Given information:

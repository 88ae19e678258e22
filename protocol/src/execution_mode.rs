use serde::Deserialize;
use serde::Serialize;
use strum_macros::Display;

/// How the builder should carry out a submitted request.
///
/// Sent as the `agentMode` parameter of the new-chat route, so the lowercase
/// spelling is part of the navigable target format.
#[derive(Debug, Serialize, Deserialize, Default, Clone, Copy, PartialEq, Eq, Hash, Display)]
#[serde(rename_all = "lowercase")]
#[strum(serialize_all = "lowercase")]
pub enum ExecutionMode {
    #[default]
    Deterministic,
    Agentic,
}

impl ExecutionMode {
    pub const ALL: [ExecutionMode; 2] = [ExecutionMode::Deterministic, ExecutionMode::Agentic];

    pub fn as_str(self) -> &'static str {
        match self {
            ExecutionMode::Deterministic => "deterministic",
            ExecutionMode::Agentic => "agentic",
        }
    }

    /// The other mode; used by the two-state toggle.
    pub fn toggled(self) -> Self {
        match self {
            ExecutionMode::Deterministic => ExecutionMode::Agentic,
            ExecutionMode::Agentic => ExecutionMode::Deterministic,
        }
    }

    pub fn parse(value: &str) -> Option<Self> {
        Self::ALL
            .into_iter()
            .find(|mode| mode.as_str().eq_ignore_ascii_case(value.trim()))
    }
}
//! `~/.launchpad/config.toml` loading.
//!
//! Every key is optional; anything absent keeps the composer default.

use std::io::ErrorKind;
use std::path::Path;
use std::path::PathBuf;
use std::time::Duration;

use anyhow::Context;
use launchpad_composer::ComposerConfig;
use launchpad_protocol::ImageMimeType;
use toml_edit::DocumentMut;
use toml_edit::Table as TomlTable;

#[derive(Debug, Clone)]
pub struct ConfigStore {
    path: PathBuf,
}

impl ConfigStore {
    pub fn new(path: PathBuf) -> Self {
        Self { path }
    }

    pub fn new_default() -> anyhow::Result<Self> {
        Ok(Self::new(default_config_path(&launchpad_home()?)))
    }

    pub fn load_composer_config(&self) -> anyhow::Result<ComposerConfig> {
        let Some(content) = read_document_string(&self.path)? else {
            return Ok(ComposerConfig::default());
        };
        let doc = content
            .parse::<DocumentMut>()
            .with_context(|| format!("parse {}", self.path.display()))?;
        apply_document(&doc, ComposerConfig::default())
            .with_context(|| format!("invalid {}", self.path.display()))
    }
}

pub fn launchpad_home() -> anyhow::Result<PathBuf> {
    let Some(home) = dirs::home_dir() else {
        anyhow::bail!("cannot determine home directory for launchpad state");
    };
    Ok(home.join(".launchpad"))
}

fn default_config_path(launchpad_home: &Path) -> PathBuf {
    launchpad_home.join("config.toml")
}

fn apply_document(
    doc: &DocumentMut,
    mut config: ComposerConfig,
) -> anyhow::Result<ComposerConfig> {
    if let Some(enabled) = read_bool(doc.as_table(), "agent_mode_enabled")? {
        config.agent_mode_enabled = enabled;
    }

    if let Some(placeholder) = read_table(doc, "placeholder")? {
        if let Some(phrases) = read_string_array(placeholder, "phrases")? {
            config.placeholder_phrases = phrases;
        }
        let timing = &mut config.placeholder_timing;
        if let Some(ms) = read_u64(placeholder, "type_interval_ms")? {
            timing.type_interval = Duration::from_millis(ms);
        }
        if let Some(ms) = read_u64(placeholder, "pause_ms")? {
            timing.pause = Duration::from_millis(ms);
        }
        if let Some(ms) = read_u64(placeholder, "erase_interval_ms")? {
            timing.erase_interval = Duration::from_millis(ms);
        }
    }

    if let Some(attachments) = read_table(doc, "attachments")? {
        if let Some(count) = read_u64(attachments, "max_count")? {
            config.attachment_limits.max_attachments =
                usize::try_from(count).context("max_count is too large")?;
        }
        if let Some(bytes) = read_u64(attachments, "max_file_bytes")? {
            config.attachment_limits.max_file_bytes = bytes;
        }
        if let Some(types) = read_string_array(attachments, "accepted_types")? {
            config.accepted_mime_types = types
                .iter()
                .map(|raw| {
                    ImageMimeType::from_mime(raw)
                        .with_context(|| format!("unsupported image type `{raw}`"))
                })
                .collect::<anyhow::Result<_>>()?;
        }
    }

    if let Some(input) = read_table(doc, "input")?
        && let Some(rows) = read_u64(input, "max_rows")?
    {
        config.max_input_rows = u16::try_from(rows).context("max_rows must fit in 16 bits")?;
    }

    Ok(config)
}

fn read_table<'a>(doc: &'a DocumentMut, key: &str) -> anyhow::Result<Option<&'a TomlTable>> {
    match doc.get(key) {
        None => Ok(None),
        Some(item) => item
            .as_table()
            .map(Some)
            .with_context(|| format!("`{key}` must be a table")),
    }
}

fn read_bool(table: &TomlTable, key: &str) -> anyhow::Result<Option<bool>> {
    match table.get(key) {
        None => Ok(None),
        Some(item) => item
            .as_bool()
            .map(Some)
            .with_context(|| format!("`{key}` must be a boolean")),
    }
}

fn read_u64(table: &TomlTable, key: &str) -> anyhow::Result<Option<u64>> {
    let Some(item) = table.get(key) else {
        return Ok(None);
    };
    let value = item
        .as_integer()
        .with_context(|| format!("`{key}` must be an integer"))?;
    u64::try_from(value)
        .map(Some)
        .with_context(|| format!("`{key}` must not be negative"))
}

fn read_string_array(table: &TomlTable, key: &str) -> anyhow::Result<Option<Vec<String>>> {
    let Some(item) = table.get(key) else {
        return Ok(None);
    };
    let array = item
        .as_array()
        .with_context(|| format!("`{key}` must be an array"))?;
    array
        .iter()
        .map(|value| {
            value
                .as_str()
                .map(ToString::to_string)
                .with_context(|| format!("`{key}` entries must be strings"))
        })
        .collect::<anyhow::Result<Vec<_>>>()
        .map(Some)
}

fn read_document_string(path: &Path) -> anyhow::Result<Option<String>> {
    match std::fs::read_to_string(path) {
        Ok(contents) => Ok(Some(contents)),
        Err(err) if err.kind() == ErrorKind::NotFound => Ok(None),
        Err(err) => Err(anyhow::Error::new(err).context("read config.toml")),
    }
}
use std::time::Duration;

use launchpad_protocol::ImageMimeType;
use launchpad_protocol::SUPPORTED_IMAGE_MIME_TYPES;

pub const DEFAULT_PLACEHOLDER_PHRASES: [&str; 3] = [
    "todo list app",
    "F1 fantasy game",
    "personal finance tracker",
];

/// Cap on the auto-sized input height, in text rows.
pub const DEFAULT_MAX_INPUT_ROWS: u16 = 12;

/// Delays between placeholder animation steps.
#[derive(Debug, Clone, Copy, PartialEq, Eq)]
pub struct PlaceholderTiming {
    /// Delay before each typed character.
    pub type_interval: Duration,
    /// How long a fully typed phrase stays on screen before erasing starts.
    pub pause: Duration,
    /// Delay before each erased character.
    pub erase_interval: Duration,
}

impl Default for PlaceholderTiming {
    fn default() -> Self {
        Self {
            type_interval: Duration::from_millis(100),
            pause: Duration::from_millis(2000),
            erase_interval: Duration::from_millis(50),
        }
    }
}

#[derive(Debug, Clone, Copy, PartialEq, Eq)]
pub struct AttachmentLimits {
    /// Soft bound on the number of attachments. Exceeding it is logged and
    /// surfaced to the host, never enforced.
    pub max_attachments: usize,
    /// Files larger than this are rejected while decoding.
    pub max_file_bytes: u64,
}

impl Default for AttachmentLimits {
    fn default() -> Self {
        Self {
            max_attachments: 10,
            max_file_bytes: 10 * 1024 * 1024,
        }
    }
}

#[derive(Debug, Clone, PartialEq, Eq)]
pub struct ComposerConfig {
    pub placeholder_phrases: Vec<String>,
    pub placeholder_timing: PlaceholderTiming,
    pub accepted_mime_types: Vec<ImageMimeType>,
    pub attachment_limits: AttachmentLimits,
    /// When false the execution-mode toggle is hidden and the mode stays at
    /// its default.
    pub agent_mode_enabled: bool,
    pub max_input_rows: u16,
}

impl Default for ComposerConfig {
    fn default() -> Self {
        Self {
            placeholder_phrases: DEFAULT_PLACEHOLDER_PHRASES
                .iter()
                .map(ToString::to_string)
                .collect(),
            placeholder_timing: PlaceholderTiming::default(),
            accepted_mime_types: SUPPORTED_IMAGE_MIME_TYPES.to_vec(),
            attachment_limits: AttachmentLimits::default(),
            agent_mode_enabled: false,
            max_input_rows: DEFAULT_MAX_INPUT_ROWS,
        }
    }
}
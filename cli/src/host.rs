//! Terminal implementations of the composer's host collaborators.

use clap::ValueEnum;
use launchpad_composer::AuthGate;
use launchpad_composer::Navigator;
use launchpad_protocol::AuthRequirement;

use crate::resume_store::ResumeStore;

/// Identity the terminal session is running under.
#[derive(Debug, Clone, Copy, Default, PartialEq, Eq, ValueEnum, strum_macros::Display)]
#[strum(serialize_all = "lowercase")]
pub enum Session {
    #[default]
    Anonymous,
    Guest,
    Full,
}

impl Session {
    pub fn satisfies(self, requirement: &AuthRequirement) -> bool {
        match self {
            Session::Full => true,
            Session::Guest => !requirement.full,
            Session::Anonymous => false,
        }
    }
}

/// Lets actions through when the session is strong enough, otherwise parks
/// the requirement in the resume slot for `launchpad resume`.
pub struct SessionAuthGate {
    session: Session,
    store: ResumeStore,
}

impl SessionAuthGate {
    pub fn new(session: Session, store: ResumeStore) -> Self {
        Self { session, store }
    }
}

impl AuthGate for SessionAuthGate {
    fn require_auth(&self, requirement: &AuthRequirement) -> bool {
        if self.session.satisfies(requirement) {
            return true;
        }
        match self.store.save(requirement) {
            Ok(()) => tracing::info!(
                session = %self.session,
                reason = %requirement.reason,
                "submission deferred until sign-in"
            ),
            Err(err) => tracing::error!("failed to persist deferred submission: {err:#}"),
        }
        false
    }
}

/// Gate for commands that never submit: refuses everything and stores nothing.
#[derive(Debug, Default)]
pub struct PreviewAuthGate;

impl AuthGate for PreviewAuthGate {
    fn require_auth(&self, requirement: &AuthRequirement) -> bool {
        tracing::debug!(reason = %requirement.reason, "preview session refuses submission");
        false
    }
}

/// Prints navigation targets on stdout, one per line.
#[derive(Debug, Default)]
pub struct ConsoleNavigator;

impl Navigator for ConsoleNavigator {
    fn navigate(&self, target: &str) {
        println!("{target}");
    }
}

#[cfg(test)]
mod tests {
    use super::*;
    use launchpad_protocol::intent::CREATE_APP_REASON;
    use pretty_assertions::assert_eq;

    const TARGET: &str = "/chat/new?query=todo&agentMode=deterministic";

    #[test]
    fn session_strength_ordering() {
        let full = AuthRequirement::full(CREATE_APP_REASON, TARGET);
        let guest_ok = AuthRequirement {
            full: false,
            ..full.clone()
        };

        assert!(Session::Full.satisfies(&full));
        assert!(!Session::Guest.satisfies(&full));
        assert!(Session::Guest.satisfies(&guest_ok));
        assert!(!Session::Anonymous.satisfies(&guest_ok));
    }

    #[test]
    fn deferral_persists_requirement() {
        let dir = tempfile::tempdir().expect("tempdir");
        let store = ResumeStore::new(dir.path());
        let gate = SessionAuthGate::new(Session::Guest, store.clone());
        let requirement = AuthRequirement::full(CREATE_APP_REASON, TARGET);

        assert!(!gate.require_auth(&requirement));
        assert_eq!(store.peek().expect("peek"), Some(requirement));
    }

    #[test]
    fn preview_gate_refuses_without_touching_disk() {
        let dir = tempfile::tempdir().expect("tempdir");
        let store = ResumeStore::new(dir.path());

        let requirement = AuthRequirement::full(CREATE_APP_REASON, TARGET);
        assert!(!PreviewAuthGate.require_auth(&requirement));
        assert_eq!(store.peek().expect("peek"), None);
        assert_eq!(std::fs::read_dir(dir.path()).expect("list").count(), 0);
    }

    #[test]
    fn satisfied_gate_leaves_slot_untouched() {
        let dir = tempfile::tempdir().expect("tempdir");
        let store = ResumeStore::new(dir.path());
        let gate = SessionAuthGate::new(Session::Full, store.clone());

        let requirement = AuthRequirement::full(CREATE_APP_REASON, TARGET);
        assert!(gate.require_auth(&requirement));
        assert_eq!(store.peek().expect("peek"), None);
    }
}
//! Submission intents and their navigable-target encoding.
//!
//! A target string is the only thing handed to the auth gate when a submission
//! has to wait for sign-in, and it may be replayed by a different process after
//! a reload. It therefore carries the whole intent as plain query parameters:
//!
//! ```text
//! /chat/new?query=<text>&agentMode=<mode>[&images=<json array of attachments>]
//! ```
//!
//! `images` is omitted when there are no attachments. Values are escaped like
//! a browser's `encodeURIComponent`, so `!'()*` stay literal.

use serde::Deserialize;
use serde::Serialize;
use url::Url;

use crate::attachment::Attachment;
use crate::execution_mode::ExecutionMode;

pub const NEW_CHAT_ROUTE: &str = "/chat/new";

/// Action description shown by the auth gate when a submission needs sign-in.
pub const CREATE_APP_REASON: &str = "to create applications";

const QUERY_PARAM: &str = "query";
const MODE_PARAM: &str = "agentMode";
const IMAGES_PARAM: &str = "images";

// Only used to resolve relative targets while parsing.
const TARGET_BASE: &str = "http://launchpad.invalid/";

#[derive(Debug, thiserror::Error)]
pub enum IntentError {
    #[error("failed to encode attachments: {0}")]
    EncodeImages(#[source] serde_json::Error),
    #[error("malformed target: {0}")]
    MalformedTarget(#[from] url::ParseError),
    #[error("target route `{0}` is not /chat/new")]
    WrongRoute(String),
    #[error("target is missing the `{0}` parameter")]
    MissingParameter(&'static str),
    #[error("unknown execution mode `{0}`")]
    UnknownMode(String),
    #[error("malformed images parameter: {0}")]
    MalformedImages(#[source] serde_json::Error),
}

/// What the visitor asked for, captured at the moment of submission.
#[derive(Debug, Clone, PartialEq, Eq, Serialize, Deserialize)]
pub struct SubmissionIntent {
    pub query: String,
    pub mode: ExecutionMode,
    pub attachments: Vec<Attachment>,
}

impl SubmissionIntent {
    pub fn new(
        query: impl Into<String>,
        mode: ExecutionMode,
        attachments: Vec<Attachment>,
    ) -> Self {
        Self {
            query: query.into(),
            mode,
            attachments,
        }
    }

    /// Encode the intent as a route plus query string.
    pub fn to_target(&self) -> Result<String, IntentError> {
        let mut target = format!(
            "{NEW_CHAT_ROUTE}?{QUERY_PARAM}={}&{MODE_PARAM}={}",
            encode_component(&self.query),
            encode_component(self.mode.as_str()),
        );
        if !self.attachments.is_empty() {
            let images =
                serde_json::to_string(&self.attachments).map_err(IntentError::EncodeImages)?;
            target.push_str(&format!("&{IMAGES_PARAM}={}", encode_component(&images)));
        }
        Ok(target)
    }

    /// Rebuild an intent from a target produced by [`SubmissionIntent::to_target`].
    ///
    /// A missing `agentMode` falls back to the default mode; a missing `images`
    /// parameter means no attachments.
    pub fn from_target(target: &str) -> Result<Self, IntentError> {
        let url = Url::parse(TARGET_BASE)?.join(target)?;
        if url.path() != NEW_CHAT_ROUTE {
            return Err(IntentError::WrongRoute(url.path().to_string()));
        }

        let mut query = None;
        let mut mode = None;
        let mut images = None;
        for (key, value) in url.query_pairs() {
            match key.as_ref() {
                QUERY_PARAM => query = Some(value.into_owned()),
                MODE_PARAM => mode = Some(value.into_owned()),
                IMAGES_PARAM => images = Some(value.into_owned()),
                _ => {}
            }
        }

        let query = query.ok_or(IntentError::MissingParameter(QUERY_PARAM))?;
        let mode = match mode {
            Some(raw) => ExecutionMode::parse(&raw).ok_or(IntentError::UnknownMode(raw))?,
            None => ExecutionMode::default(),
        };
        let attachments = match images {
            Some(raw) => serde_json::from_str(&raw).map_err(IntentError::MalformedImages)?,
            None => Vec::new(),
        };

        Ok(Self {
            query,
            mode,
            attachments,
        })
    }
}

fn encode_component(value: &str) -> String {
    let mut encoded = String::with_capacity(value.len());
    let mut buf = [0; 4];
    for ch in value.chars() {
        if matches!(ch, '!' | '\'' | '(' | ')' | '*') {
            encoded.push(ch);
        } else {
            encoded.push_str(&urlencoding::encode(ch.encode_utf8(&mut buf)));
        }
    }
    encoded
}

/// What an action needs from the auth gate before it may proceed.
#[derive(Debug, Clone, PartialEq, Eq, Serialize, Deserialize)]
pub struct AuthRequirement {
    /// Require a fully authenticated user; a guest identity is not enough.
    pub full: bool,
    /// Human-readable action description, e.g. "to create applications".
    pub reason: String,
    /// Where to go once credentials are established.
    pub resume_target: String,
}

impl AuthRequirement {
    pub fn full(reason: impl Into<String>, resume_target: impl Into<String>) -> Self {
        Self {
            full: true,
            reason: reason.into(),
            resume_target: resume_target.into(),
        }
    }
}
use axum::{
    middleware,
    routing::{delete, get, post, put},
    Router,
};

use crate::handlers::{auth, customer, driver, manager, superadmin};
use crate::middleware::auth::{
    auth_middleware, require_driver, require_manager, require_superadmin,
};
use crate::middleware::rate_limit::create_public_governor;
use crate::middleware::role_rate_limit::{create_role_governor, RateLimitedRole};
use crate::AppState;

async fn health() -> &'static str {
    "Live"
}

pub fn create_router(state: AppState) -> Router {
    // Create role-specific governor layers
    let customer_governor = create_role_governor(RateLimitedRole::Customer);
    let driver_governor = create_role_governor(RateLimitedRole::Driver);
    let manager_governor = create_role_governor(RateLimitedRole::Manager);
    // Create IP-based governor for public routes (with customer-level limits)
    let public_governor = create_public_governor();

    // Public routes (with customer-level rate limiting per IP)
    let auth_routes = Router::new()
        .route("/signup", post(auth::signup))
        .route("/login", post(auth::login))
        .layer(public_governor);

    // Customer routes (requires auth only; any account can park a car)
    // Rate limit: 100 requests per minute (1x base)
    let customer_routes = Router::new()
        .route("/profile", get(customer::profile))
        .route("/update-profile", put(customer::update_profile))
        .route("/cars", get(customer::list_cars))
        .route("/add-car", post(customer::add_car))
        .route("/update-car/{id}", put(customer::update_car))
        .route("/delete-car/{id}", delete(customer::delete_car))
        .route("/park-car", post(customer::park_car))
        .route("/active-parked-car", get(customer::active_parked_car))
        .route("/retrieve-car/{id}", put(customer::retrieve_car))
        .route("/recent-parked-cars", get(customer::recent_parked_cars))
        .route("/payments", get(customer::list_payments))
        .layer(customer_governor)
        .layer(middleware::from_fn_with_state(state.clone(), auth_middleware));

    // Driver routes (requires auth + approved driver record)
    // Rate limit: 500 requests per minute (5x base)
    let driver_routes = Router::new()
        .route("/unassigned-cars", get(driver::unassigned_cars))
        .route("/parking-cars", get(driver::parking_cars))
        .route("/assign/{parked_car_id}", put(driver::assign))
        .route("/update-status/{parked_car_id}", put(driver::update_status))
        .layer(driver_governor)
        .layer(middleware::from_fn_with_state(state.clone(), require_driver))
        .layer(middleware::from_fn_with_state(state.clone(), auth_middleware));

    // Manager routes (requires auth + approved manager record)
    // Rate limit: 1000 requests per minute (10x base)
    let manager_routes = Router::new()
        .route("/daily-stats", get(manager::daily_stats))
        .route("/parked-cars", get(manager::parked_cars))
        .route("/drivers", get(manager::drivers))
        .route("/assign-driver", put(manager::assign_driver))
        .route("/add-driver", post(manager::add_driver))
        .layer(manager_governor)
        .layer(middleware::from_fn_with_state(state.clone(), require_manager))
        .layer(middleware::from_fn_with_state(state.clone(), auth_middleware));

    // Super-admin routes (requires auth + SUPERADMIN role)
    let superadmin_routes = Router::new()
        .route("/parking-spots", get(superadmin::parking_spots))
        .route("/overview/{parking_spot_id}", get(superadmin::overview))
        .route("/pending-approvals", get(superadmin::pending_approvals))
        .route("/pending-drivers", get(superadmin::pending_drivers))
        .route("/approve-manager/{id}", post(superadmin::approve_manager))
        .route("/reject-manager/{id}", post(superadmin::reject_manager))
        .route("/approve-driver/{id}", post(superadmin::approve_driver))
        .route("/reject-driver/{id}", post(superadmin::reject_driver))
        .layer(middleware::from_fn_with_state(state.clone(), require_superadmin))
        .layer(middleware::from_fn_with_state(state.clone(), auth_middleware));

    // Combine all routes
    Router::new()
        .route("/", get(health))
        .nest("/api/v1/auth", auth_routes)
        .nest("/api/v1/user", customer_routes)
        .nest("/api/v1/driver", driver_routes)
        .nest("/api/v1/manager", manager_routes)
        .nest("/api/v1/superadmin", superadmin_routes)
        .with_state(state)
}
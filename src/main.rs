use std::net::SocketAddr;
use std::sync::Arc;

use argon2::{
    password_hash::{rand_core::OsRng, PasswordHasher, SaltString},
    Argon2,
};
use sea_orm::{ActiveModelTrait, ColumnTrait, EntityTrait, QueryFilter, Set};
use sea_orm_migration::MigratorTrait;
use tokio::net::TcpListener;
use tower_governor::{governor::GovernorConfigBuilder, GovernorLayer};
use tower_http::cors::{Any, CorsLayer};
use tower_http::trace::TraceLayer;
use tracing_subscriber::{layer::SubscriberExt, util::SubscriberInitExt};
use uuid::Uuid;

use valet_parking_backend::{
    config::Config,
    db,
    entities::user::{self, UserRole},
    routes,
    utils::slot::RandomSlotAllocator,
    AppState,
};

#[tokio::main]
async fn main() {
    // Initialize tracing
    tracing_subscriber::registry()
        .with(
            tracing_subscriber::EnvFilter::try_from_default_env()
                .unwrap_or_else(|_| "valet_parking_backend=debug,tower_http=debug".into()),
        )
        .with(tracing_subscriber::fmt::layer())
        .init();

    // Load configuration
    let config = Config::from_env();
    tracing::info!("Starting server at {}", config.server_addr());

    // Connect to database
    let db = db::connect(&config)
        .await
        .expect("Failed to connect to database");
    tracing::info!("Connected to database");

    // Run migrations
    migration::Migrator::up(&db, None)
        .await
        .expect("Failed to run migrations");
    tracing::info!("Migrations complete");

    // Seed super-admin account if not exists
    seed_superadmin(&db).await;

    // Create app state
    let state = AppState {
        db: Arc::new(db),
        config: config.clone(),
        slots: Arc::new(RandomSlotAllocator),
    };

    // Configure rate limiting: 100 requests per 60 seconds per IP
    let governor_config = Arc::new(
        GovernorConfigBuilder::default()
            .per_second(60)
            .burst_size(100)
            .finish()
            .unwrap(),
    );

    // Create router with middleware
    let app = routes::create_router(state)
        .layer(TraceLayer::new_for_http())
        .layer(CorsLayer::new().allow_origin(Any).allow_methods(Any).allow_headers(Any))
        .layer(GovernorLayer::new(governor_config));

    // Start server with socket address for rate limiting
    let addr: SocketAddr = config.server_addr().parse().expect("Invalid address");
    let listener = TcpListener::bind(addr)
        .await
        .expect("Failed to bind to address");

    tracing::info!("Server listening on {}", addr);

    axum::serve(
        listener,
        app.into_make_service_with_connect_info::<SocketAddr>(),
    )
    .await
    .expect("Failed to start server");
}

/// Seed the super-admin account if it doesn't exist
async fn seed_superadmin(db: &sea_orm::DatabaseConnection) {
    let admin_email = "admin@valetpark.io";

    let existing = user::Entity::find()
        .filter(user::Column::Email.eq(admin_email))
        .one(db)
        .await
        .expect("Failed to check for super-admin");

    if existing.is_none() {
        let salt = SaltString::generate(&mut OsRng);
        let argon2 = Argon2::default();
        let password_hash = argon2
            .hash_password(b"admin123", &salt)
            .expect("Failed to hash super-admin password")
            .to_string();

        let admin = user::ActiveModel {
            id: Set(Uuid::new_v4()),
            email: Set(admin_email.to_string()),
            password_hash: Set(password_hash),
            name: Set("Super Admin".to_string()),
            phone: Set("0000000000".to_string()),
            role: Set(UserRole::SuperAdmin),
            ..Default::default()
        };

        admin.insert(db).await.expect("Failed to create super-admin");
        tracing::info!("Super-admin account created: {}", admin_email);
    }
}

Your instructions:
Going through the listing above, tally the lines that contain the word "lowercase" and report the total alone.

Solution to the exercise:
4